All the strands were purchased from Integrated DNA Technologies, Coralville, IA. Strand D1 was labeled with Texas Red at the 5′ end and IOWA Black RQ-Sp quencher at the 3′ end. For transcription experiments, we used the SP6 RNA Polymerase (#EP0133), which was purchased from ThermoScientific, T7 RNA Polymerase (C-T7300K) purchased from CellScript, E. coli RNase H from Ambion (#2292) and Pyrophosphatase from New England Biolabs (#M0296L). DFHBI dye, used for Spinach genelet, was purchased from Lucerna technologies (#400-1). Malachite green dye was purchased from Sigma (#32745).

The DNA strands were annealed with 10% (v/v) 10× transcription buffer from 90◦C to 37◦C for 1 h 30 min at a target concentration of 10 μM. The genes are in a solution with 10% (v/v), 10× transcription buffer, 7.5 mM each NTP, 24 mM MgCl₂ 4% (v/v) T7 RNA polymerase, 4-6% (v/v) SP6 RNA Polymerase, 1.2%(v/v) Pyrophosphatase (Ppase), and 3.3% (v/v) E. coli RNase H. Each transcription experiment for fluorescence spectroscopy was prepared for a total target volume of 60 µl.

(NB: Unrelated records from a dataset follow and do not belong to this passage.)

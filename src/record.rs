//! Field access on entity values, used to copy result rows into records.

use std::collections::HashMap;

use crate::query::BindValue;

/// Read and write access to the fields of an entity value, by field name.
pub trait EntityRecord {
    fn get_field(&self, name: &str) -> Option<BindValue>;
    fn set_field(&mut self, name: &str, value: BindValue);
}

/// A record backed by a map of field name to value.
#[derive(Debug, Clone, Default, PartialEq)]
pub struct MapRecord {
    values: HashMap<String, BindValue>,
}

impl MapRecord {
    pub fn new() -> Self {
        Self::default()
    }

    pub fn len(&self) -> usize {
        self.values.len()
    }

    pub fn is_empty(&self) -> bool {
        self.values.is_empty()
    }
}

impl EntityRecord for MapRecord {
    fn get_field(&self, name: &str) -> Option<BindValue> {
        self.values.get(name).cloned()
    }

    fn set_field(&mut self, name: &str, value: BindValue) {
        self.values.insert(name.to_string(), value);
    }
}

impl EntityRecord for HashMap<String, BindValue> {
    fn get_field(&self, name: &str) -> Option<BindValue> {
        self.get(name).cloned()
    }

    fn set_field(&mut self, name: &str, value: BindValue) {
        self.insert(name.to_string(), value);
    }
}
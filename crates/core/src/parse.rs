//! Structured parsers for the remote tools' human-readable output.
//!
//! Each external message shape gets one parser returning a tagged
//! [`Parsed`] result, so the components never regex inline and the
//! contracts are testable without a live cluster. A parser never guesses:
//! anything it does not positively recognize comes back [`Parsed::Unrecognized`]
//! and the caller decides whether that is ignorable noise or a broken
//! contract.

use std::sync::LazyLock;

use regex::Regex;

use crate::types::{DisplayNum, JobId, NodeName, Pid, Port};

/// Outcome of matching one line against one expected message shape.
#[derive(Debug, Clone, PartialEq, Eq)]
pub enum Parsed<T> {
	Matched(T),
	Unrecognized,
}

impl<T> Parsed<T> {
	pub fn matched(self) -> Option<T> {
		match self {
			Parsed::Matched(value) => Some(value),
			Parsed::Unrecognized => None,
		}
	}
}

static ALLOCATION_ID: LazyLock<Regex> = LazyLock::new(|| Regex::new(r"^salloc: (?:Granted|Pending) job allocation (\d+)").unwrap());

/// `salloc: Pending job allocation 864875` / `salloc: Granted job allocation 864875`
pub fn parse_allocation_id(line: &str) -> Parsed<JobId> {
	match ALLOCATION_ID.captures(line.trim()) {
		Some(caps) => Parsed::Matched(JobId::new(&caps[1])),
		None => Parsed::Unrecognized,
	}
}

static NODE_READY: LazyLock<Regex> = LazyLock::new(|| Regex::new(r"^salloc: Nodes (\S+) are ready for job").unwrap());

/// `salloc: Nodes n3000 are ready for job`
pub fn parse_node_ready(line: &str) -> Parsed<NodeName> {
	match NODE_READY.captures(line.trim()) {
		Some(caps) => Parsed::Matched(NodeName::new(&caps[1])),
		None => Parsed::Unrecognized,
	}
}

/// Node column of a queue row: either a real node or a parenthesized
/// status placeholder such as `(Resources)` or `(QOSGrpCpuLimit)`.
#[derive(Debug, Clone, PartialEq, Eq)]
pub enum QueueNode {
	Ready(NodeName),
	Pending(String),
}

/// One row of `squeue -h -o "%i %T %L %R"` for the invoking user.
#[derive(Debug, Clone, PartialEq, Eq)]
pub struct QueueRow {
	pub job_id: JobId,
	pub state: String,
	pub time_left: Option<String>,
	pub node: QueueNode,
}

/// Parses a queue row. The node column is never trusted to be a node: a
/// leading parenthesis marks a scheduler placeholder that must surface as
/// a pending/blocked reason, not a host.
pub fn parse_queue_row(line: &str) -> Parsed<QueueRow> {
	let mut fields = line.split_whitespace();
	let (Some(job_id), Some(state), Some(time_left)) = (fields.next(), fields.next(), fields.next()) else {
		return Parsed::Unrecognized;
	};
	if !job_id.chars().all(|c| c.is_ascii_digit()) {
		return Parsed::Unrecognized;
	}

	let rest: Vec<&str> = fields.collect();
	if rest.is_empty() {
		return Parsed::Unrecognized;
	}
	let node_column = rest.join(" ");

	let node = if node_column.starts_with('(') {
		QueueNode::Pending(node_column.trim_matches(|c| c == '(' || c == ')').to_string())
	} else if rest.len() == 1 {
		QueueNode::Ready(NodeName::new(rest[0]))
	} else {
		return Parsed::Unrecognized;
	};

	let time_left = match time_left {
		"INVALID" | "NOT_SET" | "UNLIMITED" => None,
		value => Some(value.to_string()),
	};

	Parsed::Matched(QueueRow {
		job_id: JobId::new(job_id),
		state: state.to_string(),
		time_left,
		node,
	})
}

static SESSION_CONFIRMATION: LazyLock<Regex> = LazyLock::new(|| Regex::new(r"^New '[^':]+:(\d+)[^']*' desktop").unwrap());

/// Display-server startup confirmation, both observed shapes:
/// `New 'n3000.hyak.local:1 (jane)' desktop at :1 on machine n3000.hyak.local`
/// `New 'n3000.hyak.local:6 (jane)' desktop is n3000.hyak.local:6`
pub fn parse_session_confirmation(line: &str) -> Parsed<DisplayNum> {
	match SESSION_CONFIRMATION.captures(line.trim()) {
		Some(caps) => match caps[1].parse() {
			Ok(display) => Parsed::Matched(DisplayNum(display)),
			Err(_) => Parsed::Unrecognized,
		},
		None => Parsed::Unrecognized,
	}
}

/// One entry of the display server's session listing.
#[derive(Debug, Clone, PartialEq, Eq)]
pub struct ListedSession {
	pub display: DisplayNum,
	pub stale: bool,
}

static LISTING_ROW: LazyLock<Regex> = LazyLock::new(|| Regex::new(r"^:(\d+)\s+\S").unwrap());

/// Parses one listing row (`:20    30` / `:1    7280 (stale)`), classifying
/// by `stale_marker`. Header and banner lines come back `Unrecognized` and
/// are ignored by the caller, never mis-classified.
pub fn parse_listing_row(line: &str, stale_marker: &str) -> Parsed<ListedSession> {
	let trimmed = line.trim();
	match LISTING_ROW.captures(trimmed) {
		Some(caps) => match caps[1].parse() {
			Ok(display) => Parsed::Matched(ListedSession {
				display: DisplayNum(display),
				stale: trimmed.contains(stale_marker),
			}),
			Err(_) => Parsed::Unrecognized,
		},
		None => Parsed::Unrecognized,
	}
}

/// Whether a display-server kill invocation acknowledged success.
/// The tool prints a refusal line in the same shape, so the marker is the
/// only signal (`Killing Xtigervnc process ID 29... success!`).
pub fn kill_acknowledged(line: &str) -> bool {
	line.contains("success")
}

/// Local tunnel process detail recovered from its command line.
#[derive(Debug, Clone, PartialEq, Eq)]
pub struct TunnelArgs {
	pub local: Port,
	pub remote: Port,
	pub host: String,
}

static TUNNEL_SPEC: LazyLock<Regex> = LazyLock::new(|| Regex::new(r"ssh\b.*\s-L\s*(\d+):[^:\s]+:(\d+)\s+(\S+)\s*$").unwrap());

/// `ssh -N -f -L 5900:127.0.0.1:5901 n3000.hyak.local`
pub fn parse_tunnel_args(args: &str) -> Parsed<TunnelArgs> {
	let Some(caps) = TUNNEL_SPEC.captures(args) else {
		return Parsed::Unrecognized;
	};
	let (Ok(local), Ok(remote)) = (caps[1].parse(), caps[2].parse()) else {
		return Parsed::Unrecognized;
	};
	let host = caps[3].to_string();
	if host.starts_with('-') {
		return Parsed::Unrecognized;
	}
	Parsed::Matched(TunnelArgs {
		local: Port(local),
		remote: Port(remote),
		host,
	})
}

static DISPLAY_ARG: LazyLock<Regex> = LazyLock::new(|| Regex::new(r":(\d+)(?:\s|$)").unwrap());

/// Recovers the display number from a display-server process command line
/// (`/usr/bin/Xtigervnc :2 -rfbport 5902 ...`). `marker` identifies the
/// server binary; anything else is not our process.
pub fn parse_display_arg(args: &str, marker: &str) -> Parsed<DisplayNum> {
	let Some(start) = args.find(marker) else {
		return Parsed::Unrecognized;
	};
	match DISPLAY_ARG.captures(&args[start..]) {
		Some(caps) => match caps[1].parse() {
			Ok(display) => Parsed::Matched(DisplayNum(display)),
			Err(_) => Parsed::Unrecognized,
		},
		None => Parsed::Unrecognized,
	}
}

/// First column of a pid listing row (`ps -o pid=` or the scheduler's
/// per-job pid listing, whose header row is non-numeric and skipped).
pub fn parse_pid_row(line: &str) -> Parsed<Pid> {
	match line.split_whitespace().next().and_then(|tok| tok.parse().ok()) {
		Some(pid) => Parsed::Matched(Pid(pid)),
		None => Parsed::Unrecognized,
	}
}

#[cfg(test)]
mod tests {
	use super::*;

	#[test]
	fn allocation_id_matches_pending_and_granted() {
		assert_eq!(parse_allocation_id("salloc: Pending job allocation 864875").matched(), Some(JobId::new("864875")));
		assert_eq!(parse_allocation_id("salloc: Granted job allocation 864875").matched(), Some(JobId::new("864875")));
		assert_eq!(parse_allocation_id("salloc: error: Unable to allocate resources").matched(), None);
		assert_eq!(parse_allocation_id("").matched(), None);
	}

	#[test]
	fn node_ready_extracts_node_name() {
		assert_eq!(parse_node_ready("salloc: Nodes n3000 are ready for job").matched(), Some(NodeName::new("n3000")));
		assert_eq!(parse_node_ready("salloc: Waiting for resource configuration").matched(), None);
	}

	#[test]
	fn queue_row_with_real_node() {
		let row = parse_queue_row("864877 RUNNING 3:55 n3000").matched().unwrap();
		assert_eq!(row.job_id, JobId::new("864877"));
		assert_eq!(row.state, "RUNNING");
		assert_eq!(row.time_left.as_deref(), Some("3:55"));
		assert_eq!(row.node, QueueNode::Ready(NodeName::new("n3000")));
	}

	#[test]
	fn queue_row_with_placeholder_is_pending_not_a_node() {
		let row = parse_queue_row("870400 PENDING INVALID (Resources)").matched().unwrap();
		assert_eq!(row.node, QueueNode::Pending("Resources".to_string()));
		assert_eq!(row.time_left, None);

		let row = parse_queue_row("984669 PENDING INVALID (QOSGrpCpuLimit)").matched().unwrap();
		assert_eq!(row.node, QueueNode::Pending("QOSGrpCpuLimit".to_string()));
	}

	#[test]
	fn queue_row_placeholder_may_contain_spaces() {
		let row = parse_queue_row("123456 PENDING INVALID (launch failed requeued held)").matched().unwrap();
		assert_eq!(row.node, QueueNode::Pending("launch failed requeued held".to_string()));
	}

	#[test]
	fn queue_row_garbage_is_unrecognized() {
		assert_eq!(parse_queue_row("JOBID STATE TIME NODELIST").matched(), None);
		assert_eq!(parse_queue_row("864877 RUNNING").matched(), None);
		assert_eq!(parse_queue_row("864877 RUNNING 3:55 n3000 extra").matched(), None);
		assert_eq!(parse_queue_row("").matched(), None);
	}

	#[test]
	fn session_confirmation_both_shapes() {
		let at = "New 'n3000.hyak.local:1 (jane)' desktop at :1 on machine n3000.hyak.local";
		assert_eq!(parse_session_confirmation(at).matched(), Some(DisplayNum(1)));

		let is = "New 'n3000.hyak.local:6 (jane)' desktop is n3000.hyak.local:6";
		assert_eq!(parse_session_confirmation(is).matched(), Some(DisplayNum(6)));
	}

	#[test]
	fn session_confirmation_rejects_other_lines() {
		assert_eq!(parse_session_confirmation("Starting applications specified in xstartup").matched(), None);
		assert_eq!(parse_session_confirmation("New desktop without quoted target").matched(), None);
	}

	#[test]
	fn listing_rows_classify_by_marker() {
		assert_eq!(
			parse_listing_row(":20\t\t30", "stale").matched(),
			Some(ListedSession {
				display: DisplayNum(20),
				stale: false
			})
		);
		assert_eq!(
			parse_listing_row(":1\t\t7280 (stale)", "stale").matched(),
			Some(ListedSession {
				display: DisplayNum(1),
				stale: true
			})
		);
	}

	#[test]
	fn listing_marker_is_configuration() {
		let row = parse_listing_row(":4\t\t90576 (defunct)", "defunct").matched().unwrap();
		assert!(row.stale);
		let row = parse_listing_row(":4\t\t90576 (defunct)", "stale").matched().unwrap();
		assert!(!row.stale);
	}

	#[test]
	fn listing_headers_are_ignored() {
		assert_eq!(parse_listing_row("TigerVNC server sessions:", "stale").matched(), None);
		assert_eq!(parse_listing_row("X DISPLAY #\tPROCESS ID", "stale").matched(), None);
		assert_eq!(parse_listing_row("", "stale").matched(), None);
	}

	#[test]
	fn kill_ack_requires_marker() {
		assert!(kill_acknowledged("Killing Xtigervnc process ID 29... success!"));
		assert!(!kill_acknowledged("Can't kill '29': Operation not permitted"));
	}

	#[test]
	fn tunnel_args_extract_ports_and_host() {
		let tunnel = parse_tunnel_args("ssh -N -f -L 5900:127.0.0.1:5901 n3000.hyak.local").matched().unwrap();
		assert_eq!(tunnel.local, Port(5900));
		assert_eq!(tunnel.remote, Port(5901));
		assert_eq!(tunnel.host, "n3000.hyak.local");
	}

	#[test]
	fn tunnel_args_tolerate_extra_options() {
		let tunnel = parse_tunnel_args("ssh -o BatchMode=yes -N -f -L 5907:localhost:5901 n3042").matched().unwrap();
		assert_eq!(tunnel.local, Port(5907));
		assert_eq!(tunnel.remote, Port(5901));
		assert_eq!(tunnel.host, "n3042");
	}

	#[test]
	fn non_tunnel_ssh_lines_are_unrecognized() {
		assert_eq!(parse_tunnel_args("ssh n3000.hyak.local vncserver -list").matched(), None);
		assert_eq!(parse_tunnel_args("sshd: jane [priv]").matched(), None);
		assert_eq!(parse_tunnel_args("grep ssh").matched(), None);
	}

	#[test]
	fn display_arg_needs_the_marker() {
		let args = "/usr/bin/Xtigervnc :2 -rfbport 5902 -desktop n3000:2";
		assert_eq!(parse_display_arg(args, "Xtigervnc").matched(), Some(DisplayNum(2)));
		assert_eq!(parse_display_arg(args, "Xvnc").matched(), None);
		assert_eq!(parse_display_arg("ssh -N -f -L 5902:127.0.0.1:5902 n3000", "Xtigervnc").matched(), None);
	}

	#[test]
	fn pid_rows_skip_headers() {
		assert_eq!(parse_pid_row("  7280").matched(), Some(Pid(7280)));
		assert_eq!(parse_pid_row("7280 864877 0 0 0").matched(), Some(Pid(7280)));
		assert_eq!(parse_pid_row("PID JOBID STEPID").matched(), None);
		assert_eq!(parse_pid_row("").matched(), None);
	}
}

General Fluorometry Protocol

Fluorometry experiments are performed using Jasco Spectrofluorometer FP-8500 machine. The solution necessary for transcription for our system consisted of nuclease-free water from Ambion(9914G), Ribonucleoside-5´-Triphosphate Solutions purchased from Epicentre(RN02825), RNA Polymerase Transcriptional Buffer from New England Biolabs(B9012S). Standard reactions contained 7.5 mM NTP, 24 mM MgCl₂, and 1X RNA Polymerase Transcriptional Buffer, with a total volume of 60 μL. Solution was covered with 40 μL hexadecane oil to prevent evaporation. Reactions were run at 30 °C in 50 microliter-chamber Fluorimeter Cell cuvettes manufactured by Starna (model 16.50F-Q-10/Z15).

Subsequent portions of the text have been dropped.